You aren't using the browser and a game at the same time. However here's the way iOS works. If you have recently used a browser on your phone and you have recently played a game on your phone these apps will be stored in memory until they are paged out. It's that simple.

How many people use a browser during one part of the day and play games during another part of the day? Hint: that's EVERYONE.
 
I upgraded from Note 2 > Iphone 5 > Lumia 920 and let me tell you, 2GB is only needed in a bloated OS like Android. WP and iOS run very smooth even with 512MB RAM.
 
You aren't using the browser and a game at the same time. However here's the way iOS works. If you have recently used a browser on your phone and you have recently played a game on your phone these apps will be stored in memory until they are paged out. It's that simple.

Although a page out doesn't always incur the same performance hit depending on what work the page out incurs. A page in can be expensive if the page needs to be loaded from flash/disk, as well. But it isn't nearly as expensive if it is being moved from inactive memory, which is the type of page in that a malloc creates.

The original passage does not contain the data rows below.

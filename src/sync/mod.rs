pub mod backend;
pub mod conflict;
pub mod dirty;
pub mod json_store;
pub mod memory;
pub mod queue;
pub mod reconcile;
pub mod scheduler;

use chrono::{DateTime, Utc};

use crate::core::record::EntityKey;

/// Sync status for display.
#[derive(Debug, Clone, PartialEq, Eq, Default)]
pub enum SyncStatus {
    #[default]
    Idle,
    Syncing,
    Offline,
    Error(String),
    LastSynced(DateTime<Utc>),
}

impl SyncStatus {
    pub fn label(&self) -> String {
        match self {
            Self::Idle => "Idle".to_string(),
            Self::Syncing => "Syncing…".to_string(),
            Self::Offline => "Offline".to_string(),
            Self::Error(e) => format!("Sync error: {}", e),
            Self::LastSynced(at) => format!("Last synced {}", at.format("%H:%M")),
        }
    }
}

/// User-facing events broadcast by a session.
#[derive(Debug, Clone, PartialEq)]
pub enum SyncNotice {
    /// A freshly created record could not reach the remote. It stays dirty
    /// and is retried on the next trigger.
    SaveFailed {
        key: EntityKey,
        title: Option<String>,
        message: String,
    },
    SyncCompleted(SyncReport),
}

/// Result of a sync pass.
#[derive(Debug, Clone, Default, PartialEq, Eq)]
pub struct SyncReport {
    /// Records inserted or replaced from the remote.
    pub pulled: usize,
    /// Records the remote acknowledged.
    pub pushed: usize,
    /// Buffered deletes sent.
    pub deleted: usize,
    /// Remote-wins conflicts resolved.
    pub conflicts: usize,
    /// Records still dirty after the pass.
    pub failed: usize,
    /// Errors encountered (non-fatal).
    pub errors: Vec<String>,
}

impl SyncReport {
    pub fn merge(&mut self, other: SyncReport) {
        self.pulled += other.pulled;
        self.pushed += other.pushed;
        self.deleted += other.deleted;
        self.conflicts += other.conflicts;
        self.failed += other.failed;
        self.errors.extend(other.errors);
    }

    pub fn is_clean(&self) -> bool {
        self.failed == 0 && self.errors.is_empty()
    }
}
use serde::{Deserialize, Serialize};
use std::path::{Path, PathBuf};
use std::time::Duration;

use crate::error::StoreError;
use crate::sync::json_store::atomic_write;

pub const CONFIG_FILE: &str = "sync.json";

/// Platform data dir, or `.lodestar` under the working directory when the
/// platform has none.
fn default_data_dir() -> PathBuf {
    dirs::data_local_dir()
        .map(|dir| dir.join("lodestar"))
        .unwrap_or_else(|| PathBuf::from(".lodestar"))
}

/// Tunables for the sync core. Every field has a default, so a partial
/// (or empty) JSON object is a valid config.
#[derive(Clone, Debug, Deserialize, Eq, PartialEq, Serialize)]
#[serde(default)]
pub struct SyncConfig {
    /// Quiet period before a per-record write is pushed.
    pub debounce_ms: u64,
    /// Window for aggregate records (preferences, analytics, streaks).
    pub throttle_ms: u64,
    /// Minimum age of the last successful save before a throttled flush
    /// pushes the record again.
    pub min_save_interval_ms: u64,
    /// Timestamps closer than this are treated as simultaneous.
    pub clock_skew_tolerance_ms: u64,
    pub conflict_history_capacity: usize,
    pub data_directory: PathBuf,
}

impl Default for SyncConfig {
    fn default() -> Self {
        Self {
            debounce_ms: 1500,
            throttle_ms: 5000,
            min_save_interval_ms: 5000,
            clock_skew_tolerance_ms: 1000,
            conflict_history_capacity: 50,
            data_directory: default_data_dir(),
        }
    }
}

impl SyncConfig {
    pub fn debounce(&self) -> Duration {
        Duration::from_millis(self.debounce_ms)
    }

    pub fn throttle(&self) -> Duration {
        Duration::from_millis(self.throttle_ms)
    }

    pub fn min_save_interval(&self) -> Duration {
        Duration::from_millis(self.min_save_interval_ms)
    }

    pub fn clock_skew_tolerance(&self) -> chrono::TimeDelta {
        chrono::TimeDelta::milliseconds(self.clock_skew_tolerance_ms as i64)
    }

    pub fn config_path(&self) -> PathBuf {
        self.data_directory.join(CONFIG_FILE)
    }

    /// Read a config file, falling back to defaults when it is missing or
    /// unreadable.
    pub fn load(path: &Path) -> Self {
        match std::fs::read_to_string(path) {
            Ok(content) => match serde_json::from_str(&content) {
                Ok(config) => config,
                Err(e) => {
                    log::error!("Invalid sync config {}: {}", path.display(), e);
                    Self::default()
                }
            },
            Err(e) if e.kind() == std::io::ErrorKind::NotFound => Self::default(),
            Err(e) => {
                log::error!("Failed to read sync config {}: {}", path.display(), e);
                Self::default()
            }
        }
    }

    pub fn save(&self, path: &Path) -> Result<(), StoreError> {
        let json = serde_json::to_string_pretty(self)?;
        if let Some(dir) = path.parent() {
            std::fs::create_dir_all(dir).map_err(|source| StoreError::Io {
                path: dir.to_path_buf(),
                source,
            })?;
        }
        atomic_write(path, json.as_bytes()).map_err(|source| StoreError::Io {
            path: path.to_path_buf(),
            source,
        })
    }
}

#[cfg(test)]
mod tests {
    use super::*;
    use tempfile::TempDir;

    #[test]
    fn defaults_match_documented_tunables() {
        let config = SyncConfig::default();
        assert_eq!(config.clock_skew_tolerance(), chrono::TimeDelta::milliseconds(1000));
        assert_eq!(config.conflict_history_capacity, 50);
        assert_eq!(config.throttle(), Duration::from_secs(5));
        assert!(config.debounce() >= Duration::from_secs(1));
        assert!(config.debounce() <= Duration::from_secs(2));
    }

    #[test]
    fn default_data_dir_is_never_a_literal_tilde() {
        let dir = SyncConfig::default().data_directory;
        assert!(dir.ends_with("lodestar") || dir == Path::new(".lodestar"));
        assert!(dir.components().all(|c| c.as_os_str() != "~"));
    }

    #[test]
    fn partial_json_fills_defaults() {
        let config: SyncConfig = serde_json::from_str(r#"{"debounce_ms": 250}"#).unwrap();
        assert_eq!(config.debounce_ms, 250);
        assert_eq!(config.throttle_ms, 5000);
    }

    #[test]
    fn missing_file_loads_defaults() {
        let dir = TempDir::new().unwrap();
        let config = SyncConfig::load(&dir.path().join("nope.json"));
        assert_eq!(config, SyncConfig::default());
    }

    #[test]
    fn save_then_load() {
        let dir = TempDir::new().unwrap();
        let path = dir.path().join("nested").join(CONFIG_FILE);
        let config = SyncConfig {
            throttle_ms: 9000,
            data_directory: dir.path().to_path_buf(),
            ..SyncConfig::default()
        };
        config.save(&path).unwrap();
        assert_eq!(SyncConfig::load(&path), config);
    }
}
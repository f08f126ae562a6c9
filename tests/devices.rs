use std::sync::atomic::{AtomicUsize, Ordering};
use std::sync::{Arc, Mutex};
use std::time::Duration;

use chrono::TimeDelta;
use lodestar::sync::conflict::Resolution;
use lodestar::sync::memory::{MemoryLocalStore, MemoryRemoteStore};
use lodestar::sync::queue::QueuedWrite;
use lodestar::{Entity, Goal, SyncConfig, SyncNotice, SyncSession, SyncStatus, Syncable};

type Device = SyncSession<Arc<MemoryRemoteStore>, MemoryLocalStore>;

fn config() -> SyncConfig {
    SyncConfig {
        debounce_ms: 1500,
        min_save_interval_ms: 0,
        ..SyncConfig::default()
    }
}

fn device(remote: &Arc<MemoryRemoteStore>) -> Device {
    SyncSession::new(config(), remote.clone(), MemoryLocalStore::new())
}

async fn settle(ms: u64) {
    tokio::time::sleep(Duration::from_millis(ms)).await;
    for _ in 0..5 {
        tokio::task::yield_now().await;
    }
}

#[tokio::test]
async fn later_write_from_another_device_wins() {
    let remote = Arc::new(MemoryRemoteStore::new());
    let device_a = device(&remote);
    let device_b = device(&remote);

    let goal = device_a.create_goal(Goal::vision("Learn piano", 2025)).await.unwrap();
    device_b.sync_now().await.unwrap();
    assert!(device_b.goal(&goal.id).is_some());

    // B edits five seconds after A's write.
    let mut from_b = device_b.goal(&goal.id).unwrap();
    from_b.title = "Learn piano and guitar".into();
    from_b.updated_at = goal.updated_at.map(|t| t + TimeDelta::milliseconds(5000));
    remote.put_raw(from_b.into());

    let delivered = Arc::new(Mutex::new(Vec::new()));
    let sink = delivered.clone();
    let _sub = device_a.on_conflict(move |record| {
        sink.lock().unwrap().push(record.message());
    });

    let report = device_a.sync_now().await.unwrap();
    assert_eq!(report.conflicts, 1);

    let conflicts = device_a.recent_conflicts();
    assert_eq!(conflicts[0].resolution, Resolution::RemoteWins);
    assert_eq!(conflicts[0].entity_id, goal.id);

    let messages = delivered.lock().unwrap().clone();
    assert_eq!(messages.len(), 1);
    assert!(messages[0].contains("Learn piano"));
    assert!(messages[0].contains("overwritten"));

    assert_eq!(device_a.goal(&goal.id).unwrap().title, "Learn piano and guitar");
}

#[tokio::test]
async fn near_simultaneous_writes_are_not_conflicts() {
    let remote = Arc::new(MemoryRemoteStore::new());
    let device_a = device(&remote);
    let goal = device_a.create_goal(Goal::vision("Sleep more", 2025)).await.unwrap();

    let mut other = goal.clone();
    other.updated_at = goal.updated_at.map(|t| t + TimeDelta::milliseconds(800));
    remote.put_raw(other.into());

    let report = device_a.sync_now().await.unwrap();
    assert_eq!(report.conflicts, 0);
    assert!(device_a.recent_conflicts().is_empty());
}

#[tokio::test]
async fn unsubscribed_listener_hears_nothing_more() {
    let remote = Arc::new(MemoryRemoteStore::new());
    let session = device(&remote);
    let heard = Arc::new(AtomicUsize::new(0));
    let h = heard.clone();
    let sub = session.on_conflict(move |_| {
        h.fetch_add(1, Ordering::SeqCst);
    });
    sub.unsubscribe();

    let goal = session.create_goal(Goal::vision("Quiet", 2025)).await.unwrap();
    let mut newer = goal.clone();
    newer.updated_at = goal.updated_at.map(|t| t + TimeDelta::seconds(30));
    remote.put_raw(newer.into());

    session.sync_now().await.unwrap();
    assert_eq!(session.recent_conflicts().len(), 1);
    assert_eq!(heard.load(Ordering::SeqCst), 0);
}

#[tokio::test(start_paused = true)]
async fn rapid_edits_become_one_write() {
    let remote = Arc::new(MemoryRemoteStore::new());
    let session = device(&remote);
    let goal = session.create_goal(Goal::vision("Typing", 2025)).await.unwrap();
    let baseline = remote.upsert_count();

    for word in ["T", "Ty", "Typ", "Typi", "Typin", "Typing fast"] {
        session.edit_goal(&goal.id, |g| g.title = word.to_string()).unwrap();
        settle(100).await;
    }
    assert_eq!(remote.upsert_count(), baseline);

    settle(1500).await;
    assert_eq!(remote.upsert_count(), baseline + 1);
    assert_eq!(
        remote.record(&goal.key()).and_then(|e| e.title().map(str::to_string)),
        Some("Typing fast".to_string())
    );
    assert_eq!(session.dirty_stats().total_dirty, 0);
}

#[tokio::test(start_paused = true)]
async fn offline_session_catches_up_on_reconnect() {
    let remote = Arc::new(MemoryRemoteStore::new());
    let session = device(&remote);
    let kept = session.create_goal(Goal::vision("Kept", 2025)).await.unwrap();
    let dropped = session.create_goal(Goal::vision("Dropped", 2025)).await.unwrap();

    session.set_offline();
    session.edit_goal(&kept.id, |g| g.title = "Kept, renamed".into()).unwrap();
    session.delete_goal(&dropped.id).await.unwrap();
    settle(2000).await;

    assert_eq!(
        session.pending_writes(),
        vec![QueuedWrite::Delete(dropped.key()), QueuedWrite::Upsert(kept.key())]
    );
    assert_eq!(remote.len(), 2);

    let report = session.reconnect().await.unwrap();
    assert_eq!(report.pushed, 1);
    assert_eq!(report.deleted, 1);
    assert_eq!(report.conflicts, 0);
    assert!(session.pending_writes().is_empty());
    assert_eq!(remote.len(), 1);
    assert_eq!(
        remote.record(&kept.key()).and_then(|e| e.title().map(str::to_string)),
        Some("Kept, renamed".to_string())
    );
    assert!(matches!(session.status(), SyncStatus::LastSynced(_)));
}

#[tokio::test]
async fn creation_failure_is_reported_once() {
    let remote = Arc::new(MemoryRemoteStore::new());
    let session = device(&remote);
    let mut notices = session.subscribe_notices();

    remote.set_offline(true);
    let goal = session.create_goal(Goal::vision("Unlucky", 2025)).await.unwrap();
    assert!(matches!(
        notices.try_recv(),
        Ok(SyncNotice::SaveFailed { .. })
    ));

    // Updates that fail stay quiet.
    session
        .update_goal(&goal.id, |g| g.title = "Still unlucky".into())
        .await
        .unwrap();
    assert!(notices.try_recv().is_err());
    assert!(session.is_dirty(&goal.key()));

    remote.set_offline(false);
    let report = session.force_sync().await.unwrap();
    assert_eq!(report.pushed, 1);
    assert!(!session.is_dirty(&goal.key()));
    assert!(matches!(
        notices.try_recv(),
        Ok(SyncNotice::SyncCompleted(_))
    ));
}

#[tokio::test(start_paused = true)]
async fn logout_mid_write_leaves_nothing_behind() {
    let remote = Arc::new(MemoryRemoteStore::new());
    remote.set_latency(Some(Duration::from_millis(800)));
    let session = device(&remote);

    let goal = Goal::vision("In flight", 2025);
    session.save_record(Entity::Goal(goal.clone())).unwrap();
    settle(1600).await;
    session.destroy();

    settle(2000).await;
    assert!(session.goal(&goal.id).is_none());
    assert_eq!(session.pending_timers(), 0);
    assert_eq!(session.dirty_stats().total_dirty, 0);
    assert!(session.force_sync().await.is_err());
}
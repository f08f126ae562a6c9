//! The two stores the sync core talks to. Both are caches of the session's
//! entity store and may lag behind it.

use chrono::{DateTime, Utc};
use std::future::Future;
use std::sync::Arc;

use crate::core::entity::Entity;
use crate::core::record::EntityType;
use crate::error::StoreError;

/// Durable on-device storage used for offline work and crash recovery.
/// Writes are best effort from the session's point of view: failures are
/// logged and never undo the in-memory change.
pub trait LocalStore: Send + Sync + 'static {
    fn get(&self, entity_type: EntityType, id: &str) -> Result<Option<Entity>, StoreError>;

    fn put(&self, record: &Entity) -> Result<(), StoreError>;

    fn delete(&self, entity_type: EntityType, id: &str) -> Result<(), StoreError>;

    fn list(&self, entity_type: EntityType) -> Result<Vec<Entity>, StoreError>;
}

/// The multi-device backend. `upsert` is keyed by `(type, id)`, so pushing
/// the same record twice is harmless.
pub trait RemoteStore: Send + Sync + 'static {
    /// Store the record and return the `updatedAt` the backend kept.
    fn upsert(&self, record: &Entity) -> impl Future<Output = Result<DateTime<Utc>, StoreError>> + Send;

    fn delete(&self, entity_type: EntityType, id: &str) -> impl Future<Output = Result<(), StoreError>> + Send;

    fn fetch_all(&self, entity_type: EntityType) -> impl Future<Output = Result<Vec<Entity>, StoreError>> + Send;
}

// Shared handles, so several sessions (devices) can talk to one backend.
impl<T: LocalStore> LocalStore for Arc<T> {
    fn get(&self, entity_type: EntityType, id: &str) -> Result<Option<Entity>, StoreError> {
        (**self).get(entity_type, id)
    }

    fn put(&self, record: &Entity) -> Result<(), StoreError> {
        (**self).put(record)
    }

    fn delete(&self, entity_type: EntityType, id: &str) -> Result<(), StoreError> {
        (**self).delete(entity_type, id)
    }

    fn list(&self, entity_type: EntityType) -> Result<Vec<Entity>, StoreError> {
        (**self).list(entity_type)
    }
}

impl<T: RemoteStore> RemoteStore for Arc<T> {
    fn upsert(&self, record: &Entity) -> impl Future<Output = Result<DateTime<Utc>, StoreError>> + Send {
        (**self).upsert(record)
    }

    fn delete(&self, entity_type: EntityType, id: &str) -> impl Future<Output = Result<(), StoreError>> + Send {
        (**self).delete(entity_type, id)
    }

    fn fetch_all(&self, entity_type: EntityType) -> impl Future<Output = Result<Vec<Entity>, StoreError>> + Send {
        (**self).fetch_all(entity_type)
    }
}
//! Timestamp-based conflict detection with a bounded, observable history.
//!
//! Detection is asymmetric: only a remote write that is newer than the
//! local one by more than the clock-skew tolerance counts. A local write
//! that is ahead simply gets pushed, so `LocalWins` records are only ever
//! produced by callers that build them explicitly.

use chrono::{DateTime, TimeDelta, Utc};
use serde::{Deserialize, Serialize};
use std::collections::VecDeque;
use std::sync::atomic::{AtomicBool, Ordering};
use std::sync::{Arc, Mutex, MutexGuard, PoisonError, Weak};

use crate::config::SyncConfig;
use crate::core::record::EntityType;

pub const DEFAULT_TOLERANCE_MS: i64 = 1000;
pub const DEFAULT_HISTORY_CAPACITY: usize = 50;

#[derive(Debug, Clone, Copy, PartialEq, Eq, Serialize, Deserialize)]
#[serde(rename_all = "snake_case")]
pub enum Resolution {
    LocalWins,
    RemoteWins,
}

#[derive(Debug, Clone, PartialEq, Eq, Serialize, Deserialize)]
#[serde(rename_all = "camelCase")]
pub struct ConflictRecord {
    pub entity_type: EntityType,
    pub entity_id: String,
    pub entity_title: Option<String>,
    pub local_updated_at: DateTime<Utc>,
    pub remote_updated_at: DateTime<Utc>,
    pub resolution: Resolution,
    pub detected_at: DateTime<Utc>,
}

impl ConflictRecord {
    pub fn message(&self) -> String {
        format_conflict_message(self)
    }
}

/// One-sentence description suitable for a toast.
pub fn format_conflict_message(record: &ConflictRecord) -> String {
    let name = record
        .entity_title
        .as_deref()
        .filter(|t| !t.trim().is_empty())
        .unwrap_or(&record.entity_id);
    match record.resolution {
        Resolution::RemoteWins => format!(
            "\"{}\" was updated on another device. Your local change was overwritten.",
            name
        ),
        Resolution::LocalWins => format!("\"{}\" was synced. Your version was kept.", name),
    }
}

type Callback = Arc<dyn Fn(&ConflictRecord) + Send + Sync>;

struct Listener {
    id: u64,
    active: Arc<AtomicBool>,
    callback: Callback,
}

#[derive(Default)]
struct DetectorState {
    history: VecDeque<ConflictRecord>,
    listeners: Vec<Listener>,
    next_listener: u64,
}

/// Handle returned by [`ConflictDetector::on_conflict`].
pub struct Subscription {
    id: u64,
    active: Arc<AtomicBool>,
    registry: Weak<Mutex<DetectorState>>,
}

impl Subscription {
    /// Stop delivery. Takes effect before the next notification, including
    /// one already being dispatched on this thread.
    pub fn unsubscribe(self) {
        self.active.store(false, Ordering::SeqCst);
        if let Some(registry) = self.registry.upgrade() {
            registry
                .lock()
                .unwrap_or_else(PoisonError::into_inner)
                .listeners
                .retain(|l| l.id != self.id);
        }
    }
}

pub struct ConflictDetector {
    tolerance: TimeDelta,
    capacity: usize,
    state: Arc<Mutex<DetectorState>>,
}

impl Default for ConflictDetector {
    fn default() -> Self {
        Self::new(
            TimeDelta::milliseconds(DEFAULT_TOLERANCE_MS),
            DEFAULT_HISTORY_CAPACITY,
        )
    }
}

impl ConflictDetector {
    pub fn new(tolerance: TimeDelta, capacity: usize) -> Self {
        Self {
            tolerance,
            capacity: capacity.max(1),
            state: Arc::new(Mutex::new(DetectorState::default())),
        }
    }

    pub fn from_config(config: &SyncConfig) -> Self {
        Self::new(
            config.clock_skew_tolerance(),
            config.conflict_history_capacity,
        )
    }

    fn state(&self) -> MutexGuard<'_, DetectorState> {
        self.state.lock().unwrap_or_else(PoisonError::into_inner)
    }

    pub fn tolerance(&self) -> TimeDelta {
        self.tolerance
    }

    /// True only when `remote` is newer than `local` by more than the
    /// tolerance. Missing timestamps never conflict.
    pub fn has_conflict(&self, local: Option<DateTime<Utc>>, remote: Option<DateTime<Utc>>) -> bool {
        match (local, remote) {
            (Some(local), Some(remote)) => remote - local > self.tolerance,
            _ => false,
        }
    }

    /// Record and broadcast a remote-wins conflict, or return `None` without
    /// side effects when there is none.
    pub fn detect_conflict(
        &self,
        entity_type: EntityType,
        entity_id: &str,
        local: Option<DateTime<Utc>>,
        remote: Option<DateTime<Utc>>,
        title: Option<&str>,
    ) -> Option<ConflictRecord> {
        if !self.has_conflict(local, remote) {
            return None;
        }
        let record = ConflictRecord {
            entity_type,
            entity_id: entity_id.to_string(),
            entity_title: title.map(str::to_string),
            local_updated_at: local?,
            remote_updated_at: remote?,
            resolution: Resolution::RemoteWins,
            detected_at: Utc::now(),
        };
        log::info!(
            "Conflict on {}:{} (local {}, remote {}), remote wins",
            entity_type,
            entity_id,
            record.local_updated_at.to_rfc3339(),
            record.remote_updated_at.to_rfc3339()
        );
        self.record(record.clone());
        Some(record)
    }

    /// Append to the history and notify listeners. Callbacks run after the
    /// internal lock is released, so they may call back into the detector.
    pub fn record(&self, record: ConflictRecord) {
        let listeners: Vec<(Arc<AtomicBool>, Callback)> = {
            let mut state = self.state();
            while state.history.len() >= self.capacity {
                state.history.pop_front();
            }
            state.history.push_back(record.clone());
            state
                .listeners
                .iter()
                .map(|l| (l.active.clone(), l.callback.clone()))
                .collect()
        };

        for (active, callback) in listeners {
            if active.load(Ordering::SeqCst) {
                callback(&record);
            }
        }
    }

    pub fn on_conflict<F>(&self, callback: F) -> Subscription
    where
        F: Fn(&ConflictRecord) + Send + Sync + 'static,
    {
        let mut state = self.state();
        let id = state.next_listener;
        state.next_listener += 1;
        let active = Arc::new(AtomicBool::new(true));
        state.listeners.push(Listener {
            id,
            active: active.clone(),
            callback: Arc::new(callback),
        });
        Subscription {
            id,
            active,
            registry: Arc::downgrade(&self.state),
        }
    }

    pub fn listener_count(&self) -> usize {
        self.state().listeners.len()
    }

    /// Most recent first.
    pub fn recent_conflicts(&self) -> Vec<ConflictRecord> {
        self.state().history.iter().rev().cloned().collect()
    }

    pub fn clear_conflicts(&self) {
        self.state().history.clear();
    }
}
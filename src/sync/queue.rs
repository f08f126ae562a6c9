use std::collections::{HashMap, VecDeque};
use std::sync::Arc;

use tokio::sync::Mutex as WriteLock;

use crate::core::record::EntityKey;

/// A write that could not be sent yet.
#[derive(Debug, Clone, PartialEq, Eq)]
pub enum QueuedWrite {
    Upsert(EntityKey),
    Delete(EntityKey),
}

impl QueuedWrite {
    pub fn key(&self) -> &EntityKey {
        match self {
            Self::Upsert(key) | Self::Delete(key) => key,
        }
    }
}

/// Outbound writes waiting for connectivity, plus the per-record locks that
/// keep at most one remote write in flight per id.
#[derive(Debug, Default)]
pub struct SyncQueue {
    buffered: VecDeque<QueuedWrite>,
    locks: HashMap<EntityKey, Arc<WriteLock<()>>>,
}

impl SyncQueue {
    pub fn new() -> Self {
        Self::default()
    }

    /// Buffer a write, keeping at most one entry per key. A delete replaces
    /// a pending upsert; an upsert after a pending delete replaces it too
    /// (the record was re-created under the same id).
    pub fn buffer(&mut self, write: QueuedWrite) -> bool {
        if self.buffered.contains(&write) {
            return false;
        }
        self.buffered.retain(|w| w.key() != write.key());
        log::debug!("Buffered {:?}", write);
        self.buffered.push_back(write);
        true
    }

    /// Remove a pending upsert, e.g. because the record was deleted while
    /// offline and the delete is queued separately.
    pub fn discard(&mut self, key: &EntityKey) {
        self.buffered.retain(|w| w.key() != key);
    }

    /// Take everything buffered, oldest first.
    pub fn drain(&mut self) -> Vec<QueuedWrite> {
        self.buffered.drain(..).collect()
    }

    pub fn buffered(&self) -> impl Iterator<Item = &QueuedWrite> {
        self.buffered.iter()
    }

    pub fn contains(&self, key: &EntityKey) -> bool {
        self.buffered.iter().any(|w| w.key() == key)
    }

    /// The record was deleted locally and the remote has not heard yet.
    pub fn has_pending_delete(&self, key: &EntityKey) -> bool {
        self.buffered
            .iter()
            .any(|w| matches!(w, QueuedWrite::Delete(k) if k == key))
    }

    pub fn len(&self) -> usize {
        self.buffered.len()
    }

    pub fn is_empty(&self) -> bool {
        self.buffered.is_empty()
    }

    /// The lock a remote write for `key` must hold for its whole duration.
    pub fn write_lock(&mut self, key: &EntityKey) -> Arc<WriteLock<()>> {
        self.locks.entry(key.clone()).or_default().clone()
    }

    pub fn is_in_flight(&self, key: &EntityKey) -> bool {
        self.locks.get(key).is_some_and(|lock| lock.try_lock().is_err())
    }

    /// Drop the lock entry once nobody else holds or waits on it.
    pub fn release(&mut self, key: &EntityKey) {
        if self
            .locks
            .get(key)
            .is_some_and(|lock| Arc::strong_count(lock) == 1)
        {
            self.locks.remove(key);
        }
    }

    /// Discard everything, as on logout.
    pub fn clear(&mut self) {
        self.buffered.clear();
        self.locks.clear();
    }
}

#[cfg(test)]
mod tests {
    use super::*;
    use crate::core::record::EntityType;

    #[test]
    fn buffer_dedupes_per_key() {
        let mut queue = SyncQueue::new();
        let a = EntityKey::goal("a");
        let b = EntityKey::new(EntityType::Event, "b");

        assert!(queue.buffer(QueuedWrite::Upsert(a.clone())));
        assert!(!queue.buffer(QueuedWrite::Upsert(a.clone())));
        assert!(queue.buffer(QueuedWrite::Upsert(b.clone())));
        assert!(queue.buffer(QueuedWrite::Delete(a.clone())));
        assert!(queue.has_pending_delete(&a));
        assert!(!queue.has_pending_delete(&b));

        assert_eq!(
            queue.drain(),
            vec![QueuedWrite::Upsert(b), QueuedWrite::Delete(a)]
        );
        assert!(queue.is_empty());
    }

    #[test]
    fn discard_drops_pending_writes() {
        let mut queue = SyncQueue::new();
        let a = EntityKey::goal("a");
        queue.buffer(QueuedWrite::Upsert(a.clone()));
        assert!(queue.contains(&a));
        queue.discard(&a);
        assert!(!queue.contains(&a));
    }

    #[tokio::test]
    async fn write_lock_marks_in_flight() {
        let mut queue = SyncQueue::new();
        let key = EntityKey::goal("g");
        let lock = queue.write_lock(&key);
        assert!(!queue.is_in_flight(&key));

        let guard = lock.clone().lock_owned().await;
        assert!(queue.is_in_flight(&key));
        drop(guard);
        assert!(!queue.is_in_flight(&key));

        queue.release(&key);
        assert!(queue.locks.contains_key(&key));
        drop(lock);
        queue.release(&key);
        assert!(!queue.locks.contains_key(&key));
    }
}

With page outs, you have the same two types. One that causes a flush of the data to a swap file, and one that does not. iOS has no swap file, and so a page out will always result in a page going to inactive memory without flushing that page to disk (the expensive part).

The real problem with iOS is that it asks each app to "compact" memory usage in order to do the page outs. That's somewhat expensive, especially when apps don't keep their caches under control before the "do it now!" order arrives, or worse, flush data out to disk when it happens. The more logic 3rd party apps put into their compact routines, the worse the behavior will be. But a page out isn't automatically bad, only when it can't be simply deallocated and requires data to be written out to disk, or triggers some other inefficient routines trying to make room.
 
This is my only real gripe. I was really hoping for 2GB just to feel more secure in getting 3 years out of the 5S. I'll be upgrading either way as an upgrade of my iPhone 4 is long over due.
 
If it only has 1GB RAM it could be a deal breaker for me.

The iOS takes a huge chunk of that 1GB RAM, load Safari and 3-4 tabs loaded with complex websites and your out of RAM and things start paging.

Try doing simple video editing using an app - lets see how "1GB RAM is plenty" is going to get you. Things start getting very sluggish fast.

Guess ill wait next year for a more complete phone.
 
LOL the majority of buyers don't care about ram, hell most don't even know what ram is.

That's because the majority of the populace is ignorant as Hell.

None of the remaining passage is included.